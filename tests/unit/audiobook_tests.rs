/*!
 * Tests for chapter metadata and M4B assembly
 */

use anyhow::Result;
use std::path::PathBuf;

use bookvox::audiobook::{AudiobookAssembler, ChapterMarker, chapter_markers, render_ffmetadata};

use crate::common::{self, FakeTranscoder};

/// Test that chapters are laid end to end
#[test]
fn test_chapterMarkers_shouldStartEachChapterWhereThePreviousEnds() {
    let markers = chapter_markers(&[8600, 8600, 1000], &["One".to_string(), "Two".to_string()]);

    assert_eq!(
        markers,
        vec![
            ChapterMarker { title: "One".to_string(), start_ms: 0, end_ms: 8600 },
            ChapterMarker { title: "Two".to_string(), start_ms: 8600, end_ms: 17200 },
            ChapterMarker { title: "blank".to_string(), start_ms: 17200, end_ms: 18200 },
        ]
    );
}

/// Test the ffmetadata sidecar layout
#[test]
fn test_renderFfmetadata_shouldWriteHeaderTagsAndChapters() {
    let markers = chapter_markers(&[1500], &["Intro; Part=1".to_string()]);

    let metadata = render_ffmetadata("Jane Doe", "My Book", &markers);

    assert_eq!(
        metadata,
        ";FFMETADATA1\nARTIST=Jane Doe\nALBUM=My Book\n[CHAPTER]\nTIMEBASE=1/1000\nSTART=0\nEND=1500\ntitle=Intro\\; Part\\=1\n"
    );
}

/// Test assembling chapter files into an M4B
#[tokio::test]
async fn test_assemble_shouldPackageAndCleanUp() -> Result<()> {
    let temp_dir = common::create_temp_dir()?;
    let dir = temp_dir.path();
    let part1 = common::create_test_file(dir, "book-part1.flac", "speech:400\nsilence:1200\n")?;
    let part2 = common::create_test_file(dir, "book-part2.flac", "speech:900\n")?;
    let transcoder = FakeTranscoder::new();

    let assembled = AudiobookAssembler::new(transcoder.clone())
        .assemble(
            &[part1.clone(), part2.clone()],
            &["One".to_string(), "Two".to_string()],
            "Tester",
            "Test Book",
            &dir.join("book"),
            None,
        )
        .await?;

    assert_eq!(assembled.m4b_path, dir.join("book.m4b"));
    assert_eq!(assembled.markers[1].start_ms, 1600);
    assert_eq!(assembled.markers[1].end_ms, 2500);
    assert!(!assembled.cover_embedded);

    let m4b = std::fs::read_to_string(&assembled.m4b_path)?;
    assert!(m4b.starts_with("speech:400\nsilence:1200\nspeech:900\n"));
    assert!(m4b.contains("title=Two"));

    for leftover in ["book-part1.flac", "book-part2.flac", "book.ffmetadata", "book-filelist.ffconcat", "book.m4a"] {
        assert!(!dir.join(leftover).exists(), "{} should be removed", leftover);
    }
    assert_eq!(transcoder.count_calls("package"), 1);
    Ok(())
}

/// Test that a cover is attached when present
#[tokio::test]
async fn test_assemble_withCover_shouldEmbedIt() -> Result<()> {
    let temp_dir = common::create_temp_dir()?;
    let dir = temp_dir.path();
    let part = common::create_test_file(dir, "book-part1.flac", "speech:400\n")?;
    let cover = common::create_test_file(dir, "book.jpg", "jpeg bytes")?;

    let assembled = AudiobookAssembler::new(FakeTranscoder::new())
        .assemble(&[part], &["One".to_string()], "A", "B", &dir.join("book"), Some(&cover))
        .await?;

    assert!(assembled.cover_embedded);
    assert!(std::fs::read_to_string(&assembled.m4b_path)?.ends_with("cover:book.jpg\n"));
    Ok(())
}

/// Test that cover problems do not fail the book
#[tokio::test]
async fn test_assemble_withBrokenOrMissingCover_shouldStillSucceed() -> Result<()> {
    let temp_dir = common::create_temp_dir()?;
    let dir = temp_dir.path();
    let cover = common::create_test_file(dir, "book.jpg", "jpeg bytes")?;

    let part = common::create_test_file(dir, "book-part1.flac", "speech:400\n")?;
    let assembled = AudiobookAssembler::new(FakeTranscoder::failing_cover())
        .assemble(&[part], &["One".to_string()], "A", "B", &dir.join("book"), Some(&cover))
        .await?;
    assert!(!assembled.cover_embedded);
    assert!(assembled.m4b_path.exists());

    let part = common::create_test_file(dir, "other-part1.flac", "speech:400\n")?;
    let missing: PathBuf = dir.join("missing.png");
    let assembled = AudiobookAssembler::new(FakeTranscoder::new())
        .assemble(&[part], &["One".to_string()], "A", "B", &dir.join("other"), Some(&missing))
        .await?;
    assert!(!assembled.cover_embedded);
    Ok(())
}

/// Test that a transcoder failure is reported
#[tokio::test]
async fn test_assemble_withMissingChapterFile_shouldFail() -> Result<()> {
    let temp_dir = common::create_temp_dir()?;
    let dir = temp_dir.path();

    let result = AudiobookAssembler::new(FakeTranscoder::new())
        .assemble(&[dir.join("nope.flac")], &[], "A", "B", &dir.join("book"), None)
        .await;

    assert!(result.is_err());
    Ok(())
}

/// Test that a packaging failure removes the sidecar files but keeps chapter audio
#[tokio::test]
async fn test_assemble_withPackagingFailure_shouldRemoveSidecarsAndKeepChapters() -> Result<()> {
    let temp_dir = common::create_temp_dir()?;
    let dir = temp_dir.path();
    let part = common::create_test_file(dir, "book-part1.flac", "speech:400\n")?;
    let transcoder = FakeTranscoder::failing_package();

    let result = AudiobookAssembler::new(transcoder.clone())
        .assemble(&[part.clone()], &["One".to_string()], "A", "B", &dir.join("book"), None)
        .await;

    assert!(result.is_err());
    assert_eq!(transcoder.count_calls("package"), 1);
    for leftover in ["book.ffmetadata", "book-filelist.ffconcat", "book.m4a"] {
        assert!(!dir.join(leftover).exists(), "{} should be removed", leftover);
    }
    assert!(part.exists());

    let mut names: Vec<String> = std::fs::read_dir(dir)?
        .map(|entry| entry.map(|e| e.file_name().to_string_lossy().to_string()))
        .collect::<std::io::Result<_>>()?;
    names.sort();
    assert_eq!(names, vec!["book-part1.flac".to_string()]);
    Ok(())
}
================
Go through the listing above and return each line that includes the word "FakeTranscoder".

use crate::common::{self, FakeTranscoder};
    let transcoder = FakeTranscoder::new();
    let assembled = AudiobookAssembler::new(FakeTranscoder::new())
    let assembled = AudiobookAssembler::new(FakeTranscoder::failing_cover())
    let assembled = AudiobookAssembler::new(FakeTranscoder::new())
    let result = AudiobookAssembler::new(FakeTranscoder::new())
    let transcoder = FakeTranscoder::failing_package();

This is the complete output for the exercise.